Persimmon's executive pay plan has come under fire after it emerged management will share £600m over the next five years.
A top City investor has urged the housebuilder to reduce the payment, which represents one of the biggest at a FTSE 100 company, excluding banking.
Chief executive Jeff Fairburn could earn over £100m, according to the BBC.
Mike Fox of Royal London Asset Management described the payments as too much "in all circumstances", and said the board should be more sensitive given the current housing crisis and the government's backing of the building industry.
Under the scheme, around 150 managers at the UK's biggest housebuilder were given the chance to earn shares worth up to 10 per cent of the company's value if they make targets on returning money to the company's investors.
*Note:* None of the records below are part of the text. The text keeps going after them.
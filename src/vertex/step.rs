// src/vertex/step.rs

//! Step result types for task admission.

/// Structured result of a single scheduling or commit step.
///
/// This is useful for tests that want to manually step a vertex and make
/// assertions about what changed.
#[derive(Debug, Clone, Default)]
pub struct AdmissionStep {
    /// Task indices newly admitted to the ready set by this step, in the
    /// order they were requested.
    pub admitted: Vec<usize>,
    /// Requested indices that were dropped because they fall outside
    /// `[0, parallelism)`.
    pub dropped: Vec<usize>,
    /// Number of indices buffered for later because the vertex is not yet
    /// configured.
    pub buffered: usize,
}

impl AdmissionStep {
    pub fn is_empty(&self) -> bool {
        self.admitted.is_empty() && self.dropped.is_empty() && self.buffered == 0
    }

    /// Fold another step into this one, preserving order.
    pub fn merge(&mut self, mut other: AdmissionStep) {
        self.admitted.append(&mut other.admitted);
        self.dropped.append(&mut other.dropped);
        self.buffered += other.buffered;
    }
}
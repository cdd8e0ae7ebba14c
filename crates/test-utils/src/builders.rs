#![allow(dead_code)]

use std::collections::BTreeMap;

use vertexman::topology::{DagFile, InputEdgeSpec, RawDagFile, VertexSpec};
use vertexman::types::DataMovement;

/// Builder for `DagFile` to simplify test setup.
pub struct DagFileBuilder {
    raw: RawDagFile,
}

impl DagFileBuilder {
    pub fn new() -> Self {
        Self {
            raw: RawDagFile {
                vertex: BTreeMap::new(),
            },
        }
    }

    pub fn with_vertex(mut self, name: &str, spec: VertexSpec) -> Self {
        self.raw.vertex.insert(name.to_string(), spec);
        self
    }

    pub fn build(self) -> DagFile {
        DagFile::try_from(self.raw).expect("Failed to build valid topology from builder")
    }
}

impl Default for DagFileBuilder {
    fn default() -> Self {
        Self::new()
    }
}

/// Builder for `VertexSpec`.
pub struct VertexSpecBuilder {
    spec: VertexSpec,
}

impl VertexSpecBuilder {
    pub fn new(parallelism: usize) -> Self {
        Self {
            spec: VertexSpec {
                parallelism,
                inputs: vec![],
                extra_inputs: vec![],
            },
        }
    }

    pub fn input(mut self, source: &str, movement: DataMovement) -> Self {
        self.spec.inputs.push(InputEdgeSpec {
            source: source.to_string(),
            movement,
        });
        self
    }

    pub fn extra_input(mut self, name: &str) -> Self {
        self.spec.extra_inputs.push(name.to_string());
        self
    }

    pub fn build(self) -> VertexSpec {
        self.spec
    }
}
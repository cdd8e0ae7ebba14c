// src/routing/mod.rs

//! Event routing across edges.
//!
//! - [`descriptor`] defines the immutable [`RoutingDescriptor`] values that
//!   describe how events fan out across one edge.
//! - [`router`] provides the [`EventRouter`], a read-only view over the
//!   descriptors installed for a configured vertex.

pub mod descriptor;
pub mod router;

pub use descriptor::{RouteFn, RoutePattern, RoutingDescriptor};
pub use router::EventRouter;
A spokesperson for Persimmon said: "This is a long-term plan that runs for almost a decade, which is designed to drive outperformance through the housing cycle and to incentivise the management to deliver the capital return, grow the business and increase the share price.
"Unlike many other schemes, it extends to around 150 executives."
This is one in a line of rebellions over pay packages so far this year. In April, shareholders voted against a £14m sum for Bob Dudley, boss of BP.
Earlier this month, investors were lining up to vote against WPP boss Martin Sorrell's £70m pay package. Sorrell walked away with the money, however, as the majority of investors did not have a problem with his remuneration.